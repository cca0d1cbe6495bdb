pub mod commands;

use std::path::PathBuf;
use std::time::Duration;

use clap::Parser;

use crate::app::{Result, RsspushError};
use crate::fetcher::parallel::{DEFAULT_LOOKBACK_HOURS, DEFAULT_WORKERS};
use crate::notifier::telegram::DEFAULT_API_URL;

#[derive(Parser, Debug)]
#[command(name = "rsspush")]
#[command(about = "Push recent RSS/Atom entries to a Telegram channel", long_about = None)]
pub struct Cli {
    /// Telegram bot token
    #[arg(long = "tg-bot", default_value = "")]
    pub tg_bot: String,

    /// Telegram channel id
    #[arg(long = "tg-channel", default_value_t = 0, allow_negative_numbers = true)]
    pub tg_channel: i64,

    /// Deliver entries from this many full hours back
    #[arg(long, default_value_t = DEFAULT_LOOKBACK_HOURS, allow_negative_numbers = true)]
    pub startby: i32,

    /// Subscription file (JSON, or TOML with a .toml extension)
    #[arg(long = "rss-filepath", default_value = "rss.json")]
    pub rss_filepath: PathBuf,

    /// Log items instead of sending them, with debug logging
    #[arg(long)]
    pub debug: bool,

    /// Number of parallel workers for fetching feeds
    #[arg(short, long, default_value_t = DEFAULT_WORKERS)]
    pub workers: usize,

    /// Per-feed download timeout in seconds
    #[arg(long, default_value_t = 10)]
    pub fetch_timeout: u64,

    /// Per-message send timeout in seconds
    #[arg(long, default_value_t = 10)]
    pub send_timeout: u64,

    /// Telegram Bot API base URL
    #[arg(long = "tg-api-url", default_value = DEFAULT_API_URL)]
    pub tg_api_url: String,
}

/// Validated process parameters.
#[derive(Clone)]
pub struct Settings {
    pub bot_token: String,
    pub channel_id: i64,
    pub lookback_hours: i32,
    pub subscriptions_path: PathBuf,
    pub dry_run: bool,
    pub workers: usize,
    pub fetch_timeout: Duration,
    pub send_timeout: Duration,
    pub api_url: String,
}

impl Cli {
    /// Check required values. The token and channel are required even in
    /// dry-run mode.
    pub fn settings(&self) -> Result<Settings> {
        let bot_token = self.tg_bot.trim();
        if bot_token.is_empty() || self.tg_channel == 0 {
            return Err(RsspushError::Config(
                "--tg-bot and --tg-channel cannot be empty".into(),
            ));
        }
        if self.workers == 0 {
            return Err(RsspushError::Config("--workers must be at least 1".into()));
        }
        if self.fetch_timeout == 0 || self.send_timeout == 0 {
            return Err(RsspushError::Config("timeouts must be at least 1 second".into()));
        }
        url::Url::parse(&self.tg_api_url)?;

        Ok(Settings {
            bot_token: bot_token.to_string(),
            channel_id: self.tg_channel,
            lookback_hours: self.startby,
            subscriptions_path: self.rss_filepath.clone(),
            dry_run: self.debug,
            workers: self.workers,
            fetch_timeout: Duration::from_secs(self.fetch_timeout),
            send_timeout: Duration::from_secs(self.send_timeout),
            api_url: self.tg_api_url.clone(),
        })
    }
}
use chrono::{DateTime, Utc};

/// A feed entry that survived normalization.
#[derive(Debug, Clone, PartialEq, Eq)]
pub struct FeedItem {
    /// Display name of the subscription the entry came from
    pub source: String,
    pub title: String,
    pub link: String,
    pub author: Option<String>,
    pub published_at: Option<DateTime<Utc>>,
    pub updated_at: Option<DateTime<Utc>>,
}

impl FeedItem {
    pub fn new(source: impl Into<String>, title: impl Into<String>, link: impl Into<String>) -> Self {
        Self {
            source: source.into(),
            title: title.into(),
            link: link.into(),
            author: None,
            published_at: None,
            updated_at: None,
        }
    }

    /// Timestamp used for window filtering.
    ///
    /// Published wins over updated. A value at the Unix epoch counts as
    /// unset. Entries with neither timestamp yield `None` and are never
    /// considered recent.
    pub fn effective_timestamp(&self) -> Option<DateTime<Utc>> {
        [self.published_at, self.updated_at]
            .into_iter()
            .flatten()
            .find(|t| t.timestamp() != 0)
    }

    /// Text sent to the channel: author (if any), title and link on
    /// separate lines.
    pub fn display_message(&self) -> String {
        match self.author.as_deref().map(str::trim) {
            Some(author) if !author.is_empty() => {
                format!("{}\n{}\n{}", author, self.title, self.link)
            }
            _ => format!("{}\n{}", self.title, self.link),
        }
    }
}
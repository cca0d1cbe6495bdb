use tokio::sync::mpsc;
use tracing::{debug, warn};

use crate::domain::Subscription;

/// Feed `subscriptions` into the work queue in order, then close it by
/// dropping the sender. Returns how many were enqueued.
pub async fn produce(subscriptions: Vec<Subscription>, work_tx: mpsc::Sender<Subscription>) -> usize {
    let total = subscriptions.len();
    let mut sent = 0;

    for subscription in subscriptions {
        if work_tx.send(subscription).await.is_err() {
            warn!("Work queue closed after {} of {} subscriptions", sent, total);
            return sent;
        }
        sent += 1;
    }

    debug!("Enqueued {} subscriptions, closing work queue", sent);
    sent
}
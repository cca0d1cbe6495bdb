use std::time::Duration;

use async_trait::async_trait;
use reqwest::Client;

use crate::app::Result;
use crate::fetcher::Fetcher;

pub const DEFAULT_TIMEOUT: Duration = Duration::from_secs(10);

/// Shared HTTP client for feed downloads and Bot API calls.
pub fn build_client(timeout: Duration) -> Result<Client> {
    let client = Client::builder()
        .timeout(timeout)
        .gzip(true)
        .brotli(true)
        .user_agent(concat!("rsspush/", env!("CARGO_PKG_VERSION")))
        .build()?;

    Ok(client)
}

pub struct HttpFetcher {
    client: Client,
}

impl HttpFetcher {
    pub fn new(client: Client) -> Self {
        Self { client }
    }
}

#[async_trait]
impl Fetcher for HttpFetcher {
    async fn fetch(&self, url: &str) -> Result<Vec<u8>> {
        let response = self.client.get(url).send().await?;
        response.error_for_status_ref()?;

        let body = response.bytes().await?.to_vec();
        Ok(body)
    }
}
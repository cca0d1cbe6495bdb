//! Outbound messaging.
//!
//! - [`Notifier`]: async trait the delivery stage sends through
//! - [`TelegramNotifier`]: Telegram Bot API implementation

pub mod telegram;

use async_trait::async_trait;

use crate::app::Result;

pub use telegram::TelegramNotifier;

#[async_trait]
pub trait Notifier: Send + Sync {
    /// Best-effort delivery of a plain-text message.
    async fn send_message(&self, text: &str) -> Result<()>;

    /// Check credentials before the pipeline starts.
    async fn verify(&self) -> Result<()> {
        Ok(())
    }
}
//! Run orchestration.
//!
//! ```text
//! subscriptions → produce → work queue → ParallelFetcher workers → delivery queue → DeliveryStage
//! ```
//!
//! The delivery stage starts first, then the producer and the worker pool.
//! The delivery queue is closed only after every worker has exited, so no
//! item still in flight can be lost.

pub mod producer;

use tokio::sync::mpsc;
use tracing::info;

use crate::app::{Result, RsspushError};
use crate::delivery::{DeliveryReport, DeliveryStage};
use crate::domain::Subscription;
use crate::fetcher::parallel::ParallelFetcher;

pub use producer::produce;

pub const QUEUE_CAPACITY: usize = 20;

#[derive(Debug, Clone, Default, PartialEq, Eq)]
pub struct RunSummary {
    /// Subscriptions handed to the work queue
    pub subscriptions: usize,
    /// Subscriptions the workers fetched
    pub processed: usize,
    /// Recent items the workers handed to delivery
    pub items_found: usize,
    pub delivery: DeliveryReport,
}

pub struct Pipeline {
    parallel_fetcher: ParallelFetcher,
    delivery: DeliveryStage,
    queue_capacity: usize,
}

impl Pipeline {
    pub fn new(parallel_fetcher: ParallelFetcher, delivery: DeliveryStage) -> Self {
        Self {
            parallel_fetcher,
            delivery,
            queue_capacity: QUEUE_CAPACITY,
        }
    }

    pub fn with_queue_capacity(mut self, capacity: usize) -> Self {
        self.queue_capacity = capacity.max(1);
        self
    }

    /// Push every recent item of `subscriptions` through delivery once.
    pub async fn run(&self, subscriptions: Vec<Subscription>) -> Result<RunSummary> {
        info!(
            "Starting run: {} subscriptions, {} workers",
            subscriptions.len(),
            self.parallel_fetcher.workers()
        );

        let (work_tx, work_rx) = mpsc::channel(self.queue_capacity);
        let (delivery_tx, delivery_rx) = mpsc::channel(self.queue_capacity);

        let delivery = self.delivery.clone().spawn(delivery_rx);
        let producer = tokio::spawn(produce(subscriptions, work_tx));
        let pool = self.parallel_fetcher.spawn(work_rx, &delivery_tx);

        let pool_report = pool.join().await;
        info!(
            processed = pool_report.processed,
            items_found = pool_report.items_found,
            "All workers finished"
        );

        let enqueued = producer
            .await
            .map_err(|e| RsspushError::Other(format!("Producer task failed: {}", e)))?;

        info!("Closing delivery queue");
        drop(delivery_tx);

        info!("Waiting for delivery to finish");
        let report = delivery
            .await
            .map_err(|e| RsspushError::Other(format!("Delivery task failed: {}", e)))?;

        info!(
            handled = report.handled,
            sent = report.sent,
            failed = report.failed,
            heartbeat = report.heartbeat,
            "Done"
        );

        Ok(RunSummary {
            subscriptions: enqueued,
            processed: pool_report.processed,
            items_found: pool_report.items_found,
            delivery: report,
        })
    }
}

- **Assignment**: Give back exactly the lines from the beginning of the records through the line containing "#[derive(Parser, Debug)]", and only those.

- **Reply**:
repository cca0d1cbe6495bdb
pub mod commands;

use std::path::PathBuf;
use std::time::Duration;

use clap::Parser;

use crate::app::{Result, RsspushError};
use crate::fetcher::parallel::{DEFAULT_LOOKBACK_HOURS, DEFAULT_WORKERS};
use crate::notifier::telegram::DEFAULT_API_URL;

#[derive(Parser, Debug)]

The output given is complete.